图2-1是示出SIID9587株和中间葡糖醋杆菌TF2株的16S rDNA碱基序列的一致点及不同点的图。图中,碱基序列的一致点用*标记来表示,不同点用方框围住来表示。此外,图中,G.intermedius表示中间葡糖醋杆菌TF2株。
图2-2为示出SIID9587株和中间葡糖醋杆菌TF2株的16S rDNA碱基序列的一致点及不同点的图。图中,碱基序列的一致点用*标记来表示,不同点用方框围住来表示。此外,图中,G.intermedius表示中间葡糖醋杆菌TF2株。
图3是示出SIID9587株的细菌学性状的图。
图4是示出对NEDO-01株(中间葡糖醋杆菌SIID9587株)进行静置培养而获得的细菌纤维素(上段图)、以及将BDF-B及试剂甘油作为碳源进行通气搅拌培养而获得的生产物(中段图及下段图)的IR谱图的图。
图5是示出分别包含对NEDO-01株(中间葡糖醋杆菌SIID9587株)进行通气搅拌培养及进行静置培养而获得的细菌纤维素(左图及中央图)、以及来自纸浆的细菌纤维素纳米纤维(右图)的水的外观的图。
图6是示出含有分别将糖蜜及试剂甘油作为碳源对NEDO-01株(中间葡糖醋杆菌SIID9587株)进行通气搅拌培养而获得的细菌纤维素的水的波长500nm的光透过率以及细菌纤维素的生产量(BC生产量)及生产速度(BC生产速度)的图。
图7是示出含有对NEDO-01株(中间葡糖醋杆菌SIID9587株)、以及作为已知的细菌纤维素生产菌的汉森葡糖醋杆菌(G.hansenii)ATCC23769株、木葡糖醋杆菌(G.xylinus)ATCC53582株、木葡糖醋杆菌ATCC700178(BPR2001)株、木葡糖醋杆菌JCM10150株、中间葡糖醋杆菌DSM11804株及木葡糖醋杆菌KCCM40274株进行通气搅拌培养而获得的细菌纤维素的水的波长500nm的光透过率、以及BC生产量、BC生产速度及BC生产速度的比率的图。
图8是示出将BDF-B作为碳源对NEDO-01株(中间葡糖醋杆菌SIID9587株)进行旋转培养的而获得的细菌纤维素(样品B)、来自纸浆的纤维素纳米纤维(来自纸浆的CNF液)及普鲁兰多糖的凝胶渗透色谱的色谱图的图。

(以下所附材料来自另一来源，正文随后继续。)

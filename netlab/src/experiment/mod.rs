//! The experiment drivers.

pub mod congestion;
pub mod routing;

use anyhow::{Context, Result};
use netlab_topo::TopologySpec;
use std::path::Path;

/// Writes the topology to a JSON graph file.
pub fn dump_graph(topo: &TopologySpec, path: &Path) -> Result<()> {
    let json = serde_json::to_string_pretty(topo).context("failed to serialize topology")?;
    std::fs::write(path, json)
        .with_context(|| format!("failed to write graph to {}", path.display()))?;
    tracing::info!(path = %path.display(), "wrote topology graph");
    Ok(())
}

图9是示出对NEDO-01株(中间葡糖醋杆菌SIID9587株)进行通气搅拌培养(搅拌培养BC液)及静置培养(混合器处理静置培养BC液)而获得的细菌纤维素的纤维宽度及利用透射型电子显微镜获得的观察图像的图。
图10为示出对NEDO-01株(中间葡糖醋杆菌SIID9587株)进行通气搅拌培养而获得的细菌纤维素(搅拌培养BC液)及来自纸浆的纤维素纳米纤维(来自纸浆的CNF液)的利用透射型电子显微镜获得的观察图像的图。
图11为示出对NEDO-01株(中间葡糖醋杆菌SIID9587株)进行通气搅拌培养而获得的细菌纤维素(搅拌培养BC液)及来自纸浆的纤维素纳米纤维(来自纸浆的CNF液)的利用偏光显微镜获得的观察图像的图。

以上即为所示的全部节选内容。